バンクーバー冬季五輪ショートトラック2冠のイ・ジョンスは、20日開幕した世界選手権大会を控えて右足首の痛みを理由にエントリーから外された。次の順位のキム・ソンイル(檀国大、20)も「リレーに集中する」とし個人戦欠場の考えを示し、結局出場権はクァク・ユンギ(21、延世大)に回された。
問題は、しばらく後、安賢洙(アン・ヒョンス、25、城南市庁)の父親、安ギウォンさんが息子のインターネットファンカフェに、「イ・ジョンスの個人戦欠場は、負傷ではなくコーチングスタッフの強圧のため」という書き込みを掲載してから浮き彫りになった。安さんは、「本人の意思とは関係なく、競技出場の譲歩を押し付けたコーチ陣と氷上連盟の不条理は全て明らかにされなければならない」と主張した。

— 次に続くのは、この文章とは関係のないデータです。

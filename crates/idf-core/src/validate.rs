// Dweve IDF - Input Data File toolkit
//
// Copyright (c) 2025 Dweve IP B.V. and individual contributors.
//
// SPDX-License-Identifier: Apache-2.0
//
// Licensed under the Apache License, Version 2.0 (the "License");
// you may not use this file except in compliance with the License.
// You may obtain a copy of the License in the LICENSE file at the
// root of this repository or at: http://www.apache.org/licenses/LICENSE-2.0
//
// Unless required by applicable law or agreed to in writing, software
// distributed under the License is distributed on an "AS IS" BASIS,
// WITHOUT WARRANTIES OR CONDITIONS OF ANY KIND, either express or implied.
// See the License for the specific language governing permissions and
// limitations under the License.

//! Schema validation of a decoded document.
//!
//! Validation is a second pass over the finished [`Document`]. It walks the
//! document's own structure (object type -> instance -> field, field ->
//! repeating group entries) and checks each level against the schema:
//!
//! - unknown object types and field keys
//! - enum membership (case-insensitive for strings)
//! - numeric bounds, each independently exclusive
//! - declared type agreement (warnings for numbers, errors for strings)
//! - required fields per instance and per group entry
//! - minProperties / maxProperties per object type
//! - required object types for the whole input
//!
//! Validation never stops early and never mutates the document, so running
//! it twice yields identical diagnostics.

use crate::diagnostic::{Diagnostic, DiagnosticKind, Diagnostics};
use crate::document::{Document, FieldMap, Instance, InstanceMap, Scalar};
use crate::lex::SourcePos;
use crate::schema::{
    EnumField, EnumValue, ExtensibleGroup, FieldSchema, FieldType, ObjectTypeSchema, ScalarField,
    Schema,
};
use std::collections::{BTreeMap, BTreeSet};
use tracing::{debug, info};

/// Substring marking object types expanded by the parametric preprocessor.
const PARAMETRIC_MARKER: &str = "Parametric:";

/// Substring marking object types expanded by ExpandObjects.
const TEMPLATE_MARKER: &str = "Template";

/// Validate `document` against `schema`.
///
/// # Examples
///
/// ```
/// use idf_core::{decode, validate, FieldSchema, ObjectTypeSchema, Schema};
///
/// let foo = ObjectTypeSchema::builder("Foo")
///     .name_field(false)
///     .field("a", FieldSchema::number().with_minimum(0.0, true))
///     .build()
///     .unwrap();
/// let schema = Schema::new([foo], Vec::new());
///
/// let doc = decode("Foo, F1, 0;", &schema).document;
/// let diagnostics = validate(&doc, &schema);
/// assert_eq!(diagnostics.error_count(), 1);
/// assert!(diagnostics.errors()[0].message().contains("exclusive minimum"));
/// ```
pub fn validate(document: &Document, schema: &Schema) -> Diagnostics {
    Validator::new(schema).run(document)
}

/// Where in the document a check is happening.
#[derive(Debug, Clone, Copy)]
struct Scope<'a> {
    object_type: &'a str,
    pos: SourcePos,
}

impl Scope<'_> {
    /// ` at line N`, or nothing when the position is unknown.
    fn at_line(&self) -> String {
        if self.pos.is_known() {
            format!(" at line {}", self.pos.line())
        } else {
            String::new()
        }
    }
}

/// Required-field flags for one scope, reset per instance or group entry.
struct RequiredFlags<'s> {
    flags: BTreeMap<&'s str, bool>,
}

impl<'s> RequiredFlags<'s> {
    fn new(required: &'s [String]) -> Self {
        Self {
            flags: required.iter().map(|r| (r.as_str(), false)).collect(),
        }
    }

    fn satisfy(&mut self, key: &str) {
        if let Some(seen) = self.flags.get_mut(key) {
            *seen = true;
        }
    }

    fn missing(&self) -> impl Iterator<Item = &'s str> + '_ {
        self.flags
            .iter()
            .filter(|(_, seen)| !**seen)
            .map(|(name, _)| *name)
    }
}

/// Two-pass validator: holds the schema and accumulates diagnostics.
pub struct Validator<'s> {
    schema: &'s Schema,
    diagnostics: Diagnostics,
}
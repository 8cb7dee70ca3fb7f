// Dweve IDF - Input Data File toolkit
//
// Copyright (c) 2025 Dweve IP B.V. and individual contributors.
//
// SPDX-License-Identifier: Apache-2.0
//
// Licensed under the Apache License, Version 2.0 (the "License");
// you may not use this file except in compliance with the License.
// You may obtain a copy of the License in the LICENSE file at the
// root of this repository or at: http://www.apache.org/licenses/LICENSE-2.0
//
// Unless required by applicable law or agreed to in writing, software
// distributed under the License is distributed on an "AS IS" BASIS,
// WITHOUT WARRANTIES OR CONDITIONS OF ANY KIND, either express or implied.
// See the License for the specific language governing permissions and
// limitations under the License.

//! Validate command - decode an input and check it against the schema

use super::{load_schema, print_diagnostic, process_file};
use crate::error::CliError;
use colored::Colorize;
use idf_core::{Diagnostic, Diagnostics};
use idf_input::ProcessorConfig;
use serde::Serialize;

#[derive(Serialize)]
struct ValidationReport<'a> {
    file: &'a str,
    valid: bool,
    objects: usize,
    warnings: Vec<DiagnosticRecord<'a>>,
    errors: Vec<DiagnosticRecord<'a>>,
}

#[derive(Serialize)]
struct DiagnosticRecord<'a> {
    severity: String,
    kind: String,
    message: &'a str,
    line: Option<usize>,
    object_type: Option<&'a str>,
    field: Option<&'a str>,
}

impl<'a> From<&'a Diagnostic> for DiagnosticRecord<'a> {
    fn from(diag: &'a Diagnostic) -> Self {
        Self {
            severity: diag.severity().to_string(),
            kind: format!("{:?}", diag.kind()),
            message: diag.message(),
            line: diag.line(),
            object_type: diag.object_type(),
            field: diag.field(),
        }
    }
}

/// Validate an IDF or epJSON file against an epJSON schema.
///
/// Decodes the input (format chosen by extension), validates it and prints
/// every warning and error.
///
/// # Arguments
///
/// * `file` - Input file (`.idf`, `.epjson`, `.json`)
/// * `schema` - epJSON schema file
/// * `format` - Output format: "text" (default, colored) or "json"
/// * `max_objects` - Optional cap on decoded instances
///
/// # Errors
///
/// Returns `Err` if the files cannot be read, the epJSON input is malformed,
/// or validation reports any error.
///
/// # Examples
///
/// ```no_run
/// use idf_cli::commands::validate;
///
/// # fn main() -> Result<(), String> {
/// validate("in.idf", "Energy+.schema.epJSON", "text", None)?;
/// # Ok(())
/// # }
/// ```
pub fn validate(
    file: &str,
    schema: &str,
    format: &str,
    max_objects: Option<usize>,
) -> Result<(), String> {
    let schema = load_schema(schema)?;
    let mut config = ProcessorConfig::default();
    config.decode.max_objects = max_objects;
    let processor = process_file(file, schema, config)?;
    let diagnostics = processor.diagnostics();
    let objects = processor.document().total_instances();

    match format {
        "json" => print_json(file, objects, diagnostics)?,
        _ => print_text(file, objects, diagnostics),
    }

    if diagnostics.has_errors() {
        Err(CliError::ValidationFailed(diagnostics.error_count()).into())
    } else {
        Ok(())
    }
}

fn print_json(file: &str, objects: usize, diagnostics: &Diagnostics) -> Result<(), CliError> {
    let report = ValidationReport {
        file,
        valid: !diagnostics.has_errors(),
        objects,
        warnings: diagnostics.warnings().iter().map(Into::into).collect(),
        errors: diagnostics.errors().iter().map(Into::into).collect(),
    };
    println!("{}", serde_json::to_string_pretty(&report)?);
    Ok(())
}

fn print_text(file: &str, objects: usize, diagnostics: &Diagnostics) {
    if diagnostics.has_errors() {
        println!("{} {}", "✗".red().bold(), file);
    } else {
        println!("{} {}", "✓".green().bold(), file);
    }
    println!("  Objects: {}", objects);
    println!("  Warnings: {}", diagnostics.warning_count());
    println!("  Errors: {}", diagnostics.error_count());
    for diag in diagnostics.iter() {
        print_diagnostic(file, diag);
    }
}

これに対し、大韓氷上競技連盟は早速、「イ・ジョンスとキム・ソンイルが個人戦エントリーから外されたのは全て本人の意思のため」と釈明した。しかし、疑惑はだんだん膨らみ、結局、文化体育観光部の要請を受け、大韓体育会が監査に乗り出した状況だ。
同日、イ・ジョンスは、「世界選手権大会に関する質問は遠慮していただきたい。体育会の監査を通じて話す」とコメントした。また、「現在、足首の具合は良好だ。大会期間中に(精神的に)苦しかった」と言って、妙な余韻を残した。
一緒に帰国した代表チームの金ギフン監督は、「イ・ジョンスが足首の痛みを訴えたので、最終エントリーから外し、連盟に報告した。外圧は絶対になかった。体育会の監査に対し、誠実に答弁する。誤解があったら、すぐ解けるはず」と、残念な気持ちを隠さなかった。
これについて、大韓体育界の関係者は、「選手やコーチングスタッフ、関係者らを呼んで、外圧があったかどうかなどを慎重に調べる」と伝えた。